_Exercise brief_: Each record should be written out exactly as given.

_Extracted data_:
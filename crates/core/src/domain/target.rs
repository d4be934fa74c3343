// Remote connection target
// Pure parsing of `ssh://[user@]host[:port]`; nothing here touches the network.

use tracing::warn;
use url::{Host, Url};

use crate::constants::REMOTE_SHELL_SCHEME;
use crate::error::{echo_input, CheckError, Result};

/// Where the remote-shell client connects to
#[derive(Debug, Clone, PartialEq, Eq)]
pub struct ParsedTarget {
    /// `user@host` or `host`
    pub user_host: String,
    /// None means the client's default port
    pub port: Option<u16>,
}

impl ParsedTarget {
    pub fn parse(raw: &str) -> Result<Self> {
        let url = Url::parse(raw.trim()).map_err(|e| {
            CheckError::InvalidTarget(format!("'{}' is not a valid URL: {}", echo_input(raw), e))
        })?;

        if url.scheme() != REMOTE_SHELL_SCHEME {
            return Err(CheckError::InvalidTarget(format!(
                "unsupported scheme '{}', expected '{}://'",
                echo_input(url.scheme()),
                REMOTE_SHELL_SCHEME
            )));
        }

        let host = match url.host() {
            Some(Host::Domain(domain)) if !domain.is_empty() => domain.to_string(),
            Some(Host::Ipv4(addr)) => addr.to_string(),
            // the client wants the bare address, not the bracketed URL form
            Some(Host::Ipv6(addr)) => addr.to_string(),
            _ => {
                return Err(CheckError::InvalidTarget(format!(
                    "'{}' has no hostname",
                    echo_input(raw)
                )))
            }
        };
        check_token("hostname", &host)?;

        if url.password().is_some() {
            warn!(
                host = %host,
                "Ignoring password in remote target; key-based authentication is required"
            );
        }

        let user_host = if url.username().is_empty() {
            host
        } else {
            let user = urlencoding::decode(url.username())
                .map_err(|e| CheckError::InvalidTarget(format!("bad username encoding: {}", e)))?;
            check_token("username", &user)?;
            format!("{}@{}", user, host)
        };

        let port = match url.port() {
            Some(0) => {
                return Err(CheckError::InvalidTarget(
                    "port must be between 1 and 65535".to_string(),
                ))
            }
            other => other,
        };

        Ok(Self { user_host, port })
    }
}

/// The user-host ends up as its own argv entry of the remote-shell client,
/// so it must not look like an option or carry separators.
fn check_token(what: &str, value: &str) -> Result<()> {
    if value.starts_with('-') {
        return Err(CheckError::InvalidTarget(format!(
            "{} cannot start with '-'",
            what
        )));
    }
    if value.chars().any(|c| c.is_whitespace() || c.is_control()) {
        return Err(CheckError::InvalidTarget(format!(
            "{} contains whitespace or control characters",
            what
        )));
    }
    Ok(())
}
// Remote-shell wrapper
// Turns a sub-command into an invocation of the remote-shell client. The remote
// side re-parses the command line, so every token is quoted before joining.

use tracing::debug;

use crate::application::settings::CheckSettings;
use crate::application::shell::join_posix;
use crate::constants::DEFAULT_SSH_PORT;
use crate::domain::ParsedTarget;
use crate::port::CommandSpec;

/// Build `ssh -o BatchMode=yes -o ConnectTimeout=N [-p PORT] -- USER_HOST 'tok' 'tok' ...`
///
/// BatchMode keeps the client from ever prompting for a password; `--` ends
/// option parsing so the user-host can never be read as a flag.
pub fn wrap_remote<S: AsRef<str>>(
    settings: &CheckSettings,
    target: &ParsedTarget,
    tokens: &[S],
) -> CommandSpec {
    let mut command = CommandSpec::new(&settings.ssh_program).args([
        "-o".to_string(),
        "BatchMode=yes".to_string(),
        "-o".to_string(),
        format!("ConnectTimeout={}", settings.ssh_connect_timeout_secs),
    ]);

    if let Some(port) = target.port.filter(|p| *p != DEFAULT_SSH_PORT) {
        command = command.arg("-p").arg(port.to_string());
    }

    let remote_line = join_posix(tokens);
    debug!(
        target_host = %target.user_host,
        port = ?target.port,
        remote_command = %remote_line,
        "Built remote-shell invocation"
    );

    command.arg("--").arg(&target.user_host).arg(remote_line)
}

_Answer to the problem_:
filename crates/core/src/domain/target.rs
repository d4be934fa74c3343
// Remote connection target
// Pure parsing of `ssh://[user@]host[:port]`; nothing here touches the network.

use tracing::warn;
use url::{Host, Url};

use crate::constants::REMOTE_SHELL_SCHEME;
use crate::error::{echo_input, CheckError, Result};

/// Where the remote-shell client connects to
#[derive(Debug, Clone, PartialEq, Eq)]
pub struct ParsedTarget {
    /// `user@host` or `host`
    pub user_host: String,
    /// None means the client's default port
    pub port: Option<u16>,
}

impl ParsedTarget {
    pub fn parse(raw: &str) -> Result<Self> {
        let url = Url::parse(raw.trim()).map_err(|e| {
            CheckError::InvalidTarget(format!("'{}' is not a valid URL: {}", echo_input(raw), e))
        })?;

        if url.scheme() != REMOTE_SHELL_SCHEME {
            return Err(CheckError::InvalidTarget(format!(
                "unsupported scheme '{}', expected '{}://'",
                echo_input(url.scheme()),
                REMOTE_SHELL_SCHEME
            )));
        }

        let host = match url.host() {
            Some(Host::Domain(domain)) if !domain.is_empty() => domain.to_string(),
            Some(Host::Ipv4(addr)) => addr.to_string(),
            // the client wants the bare address, not the bracketed URL form
            Some(Host::Ipv6(addr)) => addr.to_string(),
            _ => {
                return Err(CheckError::InvalidTarget(format!(
                    "'{}' has no hostname",
                    echo_input(raw)
                )))
            }
        };
        check_token("hostname", &host)?;

        if url.password().is_some() {
            warn!(
                host = %host,
                "Ignoring password in remote target; key-based authentication is required"
            );
        }

        let user_host = if url.username().is_empty() {
            host
        } else {
            let user = urlencoding::decode(url.username())
                .map_err(|e| CheckError::InvalidTarget(format!("bad username encoding: {}", e)))?;
            check_token("username", &user)?;
            format!("{}@{}", user, host)
        };

        let port = match url.port() {
            Some(0) => {
                return Err(CheckError::InvalidTarget(
                    "port must be between 1 and 65535".to_string(),
                ))
            }
            other => other,
        };

        Ok(Self { user_host, port })
    }
}

/// The user-host ends up as its own argv entry of the remote-shell client,
/// so it must not look like an option or carry separators.
fn check_token(what: &str, value: &str) -> Result<()> {
    if value.starts_with('-') {
        return Err(CheckError::InvalidTarget(format!(
            "{} cannot start with '-'",
            what
        )));
    }
    if value.chars().any(|c| c.is_whitespace() || c.is_control()) {
        return Err(CheckError::InvalidTarget(format!(
            "{} contains whitespace or control characters",
            what
        )));
    }
    Ok(())
}
// Remote-shell wrapper
// Turns a sub-command into an invocation of the remote-shell client. The remote
// side re-parses the command line, so every token is quoted before joining.

use tracing::debug;

use crate::application::settings::CheckSettings;
use crate::application::shell::join_posix;
use crate::constants::DEFAULT_SSH_PORT;
use crate::domain::ParsedTarget;
use crate::port::CommandSpec;

/// Build `ssh -o BatchMode=yes -o ConnectTimeout=N [-p PORT] -- USER_HOST 'tok' 'tok' ...`
///
/// BatchMode keeps the client from ever prompting for a password; `--` ends
/// option parsing so the user-host can never be read as a flag.
pub fn wrap_remote<S: AsRef<str>>(
    settings: &CheckSettings,
    target: &ParsedTarget,
    tokens: &[S],
) -> CommandSpec {
    let mut command = CommandSpec::new(&settings.ssh_program).args([
        "-o".to_string(),
        "BatchMode=yes".to_string(),
        "-o".to_string(),
        format!("ConnectTimeout={}", settings.ssh_connect_timeout_secs),
    ]);

    if let Some(port) = target.port.filter(|p| *p != DEFAULT_SSH_PORT) {
        command = command.arg("-p").arg(port.to_string());
    }

    let remote_line = join_posix(tokens);
    debug!(
        target_host = %target.user_host,
        port = ?target.port,
        remote_command = %remote_line,
        "Built remote-shell invocation"
    );

    command.arg("--").arg(&target.user_host).arg(remote_line)
}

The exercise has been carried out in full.